**EXERCISE**
This exercise calls for copying every line below that holds the word "then".
--- START ---
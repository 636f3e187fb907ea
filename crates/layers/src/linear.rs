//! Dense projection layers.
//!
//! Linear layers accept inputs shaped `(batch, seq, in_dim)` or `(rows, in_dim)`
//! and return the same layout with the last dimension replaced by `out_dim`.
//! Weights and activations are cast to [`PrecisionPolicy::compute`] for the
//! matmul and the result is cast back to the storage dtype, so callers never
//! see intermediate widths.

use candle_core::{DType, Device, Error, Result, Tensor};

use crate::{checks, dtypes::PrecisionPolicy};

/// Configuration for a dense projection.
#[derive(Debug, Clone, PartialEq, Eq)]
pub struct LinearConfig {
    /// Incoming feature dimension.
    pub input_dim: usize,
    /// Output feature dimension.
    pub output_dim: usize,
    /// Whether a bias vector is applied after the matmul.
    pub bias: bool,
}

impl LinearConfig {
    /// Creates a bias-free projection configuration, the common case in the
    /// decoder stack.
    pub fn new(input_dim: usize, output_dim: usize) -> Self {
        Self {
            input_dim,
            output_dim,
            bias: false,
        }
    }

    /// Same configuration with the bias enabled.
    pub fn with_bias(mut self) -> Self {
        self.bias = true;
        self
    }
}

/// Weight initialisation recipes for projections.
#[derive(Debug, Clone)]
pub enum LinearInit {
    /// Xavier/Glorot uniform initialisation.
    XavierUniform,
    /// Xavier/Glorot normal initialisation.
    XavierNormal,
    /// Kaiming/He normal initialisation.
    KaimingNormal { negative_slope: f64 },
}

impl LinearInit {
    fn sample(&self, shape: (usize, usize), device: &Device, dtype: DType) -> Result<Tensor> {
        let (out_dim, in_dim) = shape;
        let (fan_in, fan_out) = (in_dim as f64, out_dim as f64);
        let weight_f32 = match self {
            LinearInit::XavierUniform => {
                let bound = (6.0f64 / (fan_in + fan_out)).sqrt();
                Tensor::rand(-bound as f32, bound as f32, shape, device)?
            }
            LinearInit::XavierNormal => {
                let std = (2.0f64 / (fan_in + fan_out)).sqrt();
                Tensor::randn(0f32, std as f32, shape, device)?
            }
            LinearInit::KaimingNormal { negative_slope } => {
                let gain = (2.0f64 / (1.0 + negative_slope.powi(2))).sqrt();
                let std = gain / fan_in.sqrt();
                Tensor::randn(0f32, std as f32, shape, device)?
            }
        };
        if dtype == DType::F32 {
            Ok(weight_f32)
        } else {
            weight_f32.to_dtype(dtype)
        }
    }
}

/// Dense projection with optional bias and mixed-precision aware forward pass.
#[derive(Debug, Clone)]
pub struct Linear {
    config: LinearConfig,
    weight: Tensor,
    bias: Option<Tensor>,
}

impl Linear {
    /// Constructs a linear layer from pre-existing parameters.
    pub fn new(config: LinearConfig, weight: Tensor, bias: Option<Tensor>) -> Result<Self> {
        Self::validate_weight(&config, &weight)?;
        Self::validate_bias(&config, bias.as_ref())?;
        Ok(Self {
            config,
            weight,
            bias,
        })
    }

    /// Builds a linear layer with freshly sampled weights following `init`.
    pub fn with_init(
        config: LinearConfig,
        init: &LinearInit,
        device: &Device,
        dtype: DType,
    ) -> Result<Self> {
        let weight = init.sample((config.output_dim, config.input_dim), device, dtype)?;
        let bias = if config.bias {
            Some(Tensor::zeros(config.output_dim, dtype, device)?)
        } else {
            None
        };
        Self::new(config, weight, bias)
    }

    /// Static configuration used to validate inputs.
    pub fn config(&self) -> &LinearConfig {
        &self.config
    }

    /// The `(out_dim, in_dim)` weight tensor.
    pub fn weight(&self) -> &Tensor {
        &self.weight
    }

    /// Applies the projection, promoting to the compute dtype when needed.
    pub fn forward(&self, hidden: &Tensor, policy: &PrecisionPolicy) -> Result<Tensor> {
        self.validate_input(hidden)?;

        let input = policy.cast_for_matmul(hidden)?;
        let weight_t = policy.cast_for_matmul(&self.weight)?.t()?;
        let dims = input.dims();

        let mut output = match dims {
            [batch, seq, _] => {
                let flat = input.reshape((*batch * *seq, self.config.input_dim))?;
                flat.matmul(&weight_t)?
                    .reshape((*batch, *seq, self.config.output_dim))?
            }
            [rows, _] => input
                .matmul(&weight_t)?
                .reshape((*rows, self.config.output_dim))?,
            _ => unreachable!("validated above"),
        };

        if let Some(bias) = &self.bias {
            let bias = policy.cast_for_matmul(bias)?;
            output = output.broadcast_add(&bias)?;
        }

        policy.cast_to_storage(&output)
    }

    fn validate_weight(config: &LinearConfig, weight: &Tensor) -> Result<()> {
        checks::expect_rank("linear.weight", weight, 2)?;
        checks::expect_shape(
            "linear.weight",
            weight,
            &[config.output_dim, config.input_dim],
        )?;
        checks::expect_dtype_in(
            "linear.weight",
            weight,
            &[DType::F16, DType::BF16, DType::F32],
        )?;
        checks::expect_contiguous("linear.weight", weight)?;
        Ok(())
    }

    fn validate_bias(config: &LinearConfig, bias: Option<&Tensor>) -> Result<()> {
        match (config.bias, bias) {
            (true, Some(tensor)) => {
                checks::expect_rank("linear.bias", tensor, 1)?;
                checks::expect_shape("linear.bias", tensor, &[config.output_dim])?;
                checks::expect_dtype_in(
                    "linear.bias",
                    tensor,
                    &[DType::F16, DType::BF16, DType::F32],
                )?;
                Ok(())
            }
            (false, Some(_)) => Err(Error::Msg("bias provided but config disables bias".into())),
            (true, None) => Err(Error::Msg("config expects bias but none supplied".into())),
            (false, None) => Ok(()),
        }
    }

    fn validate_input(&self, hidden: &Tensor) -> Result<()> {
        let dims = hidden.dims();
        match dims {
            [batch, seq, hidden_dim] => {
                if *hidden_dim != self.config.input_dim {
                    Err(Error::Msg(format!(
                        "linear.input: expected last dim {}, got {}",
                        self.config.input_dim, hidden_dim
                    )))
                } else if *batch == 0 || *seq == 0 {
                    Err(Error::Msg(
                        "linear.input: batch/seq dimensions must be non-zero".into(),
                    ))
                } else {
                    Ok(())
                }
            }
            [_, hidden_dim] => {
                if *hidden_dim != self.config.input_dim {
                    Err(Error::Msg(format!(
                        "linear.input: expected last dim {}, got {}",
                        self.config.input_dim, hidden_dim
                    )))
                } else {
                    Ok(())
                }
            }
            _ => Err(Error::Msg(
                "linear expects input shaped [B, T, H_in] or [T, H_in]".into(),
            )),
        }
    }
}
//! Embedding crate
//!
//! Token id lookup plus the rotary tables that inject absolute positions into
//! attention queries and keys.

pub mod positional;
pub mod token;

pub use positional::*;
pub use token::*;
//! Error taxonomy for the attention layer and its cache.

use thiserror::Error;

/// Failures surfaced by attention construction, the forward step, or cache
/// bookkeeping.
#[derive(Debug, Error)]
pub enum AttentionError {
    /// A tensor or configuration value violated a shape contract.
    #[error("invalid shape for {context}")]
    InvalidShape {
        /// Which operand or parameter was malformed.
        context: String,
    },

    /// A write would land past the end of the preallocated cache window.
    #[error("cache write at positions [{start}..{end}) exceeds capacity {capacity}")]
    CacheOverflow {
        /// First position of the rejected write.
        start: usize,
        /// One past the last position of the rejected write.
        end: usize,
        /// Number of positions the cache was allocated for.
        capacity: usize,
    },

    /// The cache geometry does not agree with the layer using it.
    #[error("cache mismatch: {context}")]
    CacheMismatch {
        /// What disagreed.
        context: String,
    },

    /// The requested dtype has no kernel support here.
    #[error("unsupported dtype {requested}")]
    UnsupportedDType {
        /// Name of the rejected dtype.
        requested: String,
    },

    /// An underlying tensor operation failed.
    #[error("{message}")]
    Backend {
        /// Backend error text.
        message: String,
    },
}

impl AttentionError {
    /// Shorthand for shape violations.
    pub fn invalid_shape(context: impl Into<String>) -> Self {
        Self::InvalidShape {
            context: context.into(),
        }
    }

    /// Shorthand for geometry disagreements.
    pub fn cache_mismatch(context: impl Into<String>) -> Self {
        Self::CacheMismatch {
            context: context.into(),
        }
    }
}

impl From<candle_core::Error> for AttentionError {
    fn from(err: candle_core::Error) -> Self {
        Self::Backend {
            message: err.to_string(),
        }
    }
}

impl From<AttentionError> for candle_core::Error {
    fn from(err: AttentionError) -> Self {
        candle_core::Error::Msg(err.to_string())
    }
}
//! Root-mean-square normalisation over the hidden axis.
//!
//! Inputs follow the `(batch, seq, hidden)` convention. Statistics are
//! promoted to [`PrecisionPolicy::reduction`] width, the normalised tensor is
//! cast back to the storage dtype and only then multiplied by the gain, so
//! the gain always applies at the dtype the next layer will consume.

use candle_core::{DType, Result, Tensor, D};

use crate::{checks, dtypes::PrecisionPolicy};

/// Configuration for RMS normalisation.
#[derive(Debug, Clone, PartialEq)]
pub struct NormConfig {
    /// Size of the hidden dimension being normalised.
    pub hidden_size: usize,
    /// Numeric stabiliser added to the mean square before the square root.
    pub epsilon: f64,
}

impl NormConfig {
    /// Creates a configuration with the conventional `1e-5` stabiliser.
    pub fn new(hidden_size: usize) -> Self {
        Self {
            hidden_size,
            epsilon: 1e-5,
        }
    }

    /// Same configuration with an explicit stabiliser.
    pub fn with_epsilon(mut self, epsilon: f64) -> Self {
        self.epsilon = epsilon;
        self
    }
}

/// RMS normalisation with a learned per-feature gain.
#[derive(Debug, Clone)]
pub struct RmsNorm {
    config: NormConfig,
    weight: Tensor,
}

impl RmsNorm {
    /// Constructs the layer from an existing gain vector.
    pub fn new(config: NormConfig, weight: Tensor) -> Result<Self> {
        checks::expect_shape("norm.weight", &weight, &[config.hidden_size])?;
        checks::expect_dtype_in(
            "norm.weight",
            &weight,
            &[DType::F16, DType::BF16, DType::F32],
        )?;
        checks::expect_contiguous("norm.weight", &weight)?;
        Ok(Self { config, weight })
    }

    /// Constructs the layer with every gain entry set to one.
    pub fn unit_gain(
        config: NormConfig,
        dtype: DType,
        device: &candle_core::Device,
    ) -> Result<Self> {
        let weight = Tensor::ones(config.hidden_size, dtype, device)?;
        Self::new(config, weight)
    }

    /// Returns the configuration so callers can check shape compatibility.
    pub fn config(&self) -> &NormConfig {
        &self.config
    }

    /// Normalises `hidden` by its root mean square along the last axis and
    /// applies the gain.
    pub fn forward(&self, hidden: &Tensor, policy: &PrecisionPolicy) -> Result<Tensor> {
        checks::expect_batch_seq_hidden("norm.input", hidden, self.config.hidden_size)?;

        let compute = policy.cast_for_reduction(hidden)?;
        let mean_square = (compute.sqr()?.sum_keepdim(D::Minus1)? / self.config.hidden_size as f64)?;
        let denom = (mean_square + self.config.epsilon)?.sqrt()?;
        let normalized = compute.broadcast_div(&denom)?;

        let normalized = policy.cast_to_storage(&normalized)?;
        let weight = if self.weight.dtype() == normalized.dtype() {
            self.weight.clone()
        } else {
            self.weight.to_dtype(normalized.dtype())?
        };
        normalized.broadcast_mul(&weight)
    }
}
--- END ---
--- START ---
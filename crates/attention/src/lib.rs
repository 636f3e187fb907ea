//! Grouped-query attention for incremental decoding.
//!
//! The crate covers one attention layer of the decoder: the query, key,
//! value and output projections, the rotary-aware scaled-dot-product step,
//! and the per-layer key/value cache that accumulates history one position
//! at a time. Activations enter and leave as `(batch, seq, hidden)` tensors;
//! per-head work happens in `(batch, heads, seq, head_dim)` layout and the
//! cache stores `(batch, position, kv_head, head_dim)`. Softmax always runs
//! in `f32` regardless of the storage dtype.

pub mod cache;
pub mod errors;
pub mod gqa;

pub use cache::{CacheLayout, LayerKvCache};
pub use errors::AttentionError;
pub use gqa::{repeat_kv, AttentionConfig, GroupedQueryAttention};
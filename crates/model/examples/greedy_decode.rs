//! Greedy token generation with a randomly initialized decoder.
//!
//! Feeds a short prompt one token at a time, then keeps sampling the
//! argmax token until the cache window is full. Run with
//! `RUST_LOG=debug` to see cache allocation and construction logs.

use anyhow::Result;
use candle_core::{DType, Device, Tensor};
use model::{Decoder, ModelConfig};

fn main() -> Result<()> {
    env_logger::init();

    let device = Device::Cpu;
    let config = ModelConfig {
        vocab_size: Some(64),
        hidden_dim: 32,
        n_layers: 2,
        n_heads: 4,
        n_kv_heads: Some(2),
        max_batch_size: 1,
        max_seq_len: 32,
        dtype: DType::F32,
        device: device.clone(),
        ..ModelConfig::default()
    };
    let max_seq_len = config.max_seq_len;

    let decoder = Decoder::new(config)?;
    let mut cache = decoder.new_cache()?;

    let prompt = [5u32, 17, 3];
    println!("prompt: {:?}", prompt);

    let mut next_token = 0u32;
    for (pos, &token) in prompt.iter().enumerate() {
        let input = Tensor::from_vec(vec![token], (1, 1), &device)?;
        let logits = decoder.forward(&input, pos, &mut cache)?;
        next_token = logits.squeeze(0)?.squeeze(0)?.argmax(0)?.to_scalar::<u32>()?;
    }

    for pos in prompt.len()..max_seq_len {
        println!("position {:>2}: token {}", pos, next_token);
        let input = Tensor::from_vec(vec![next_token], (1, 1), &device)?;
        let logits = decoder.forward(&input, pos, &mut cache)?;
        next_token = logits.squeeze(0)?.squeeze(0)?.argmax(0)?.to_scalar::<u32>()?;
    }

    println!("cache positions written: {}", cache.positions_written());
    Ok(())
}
--- END ---
**ANSWER TO THE PROBLEM**
//! cast back to the storage dtype and only then multiplied by the gain, so
//! Feeds a short prompt one token at a time, then keeps sampling the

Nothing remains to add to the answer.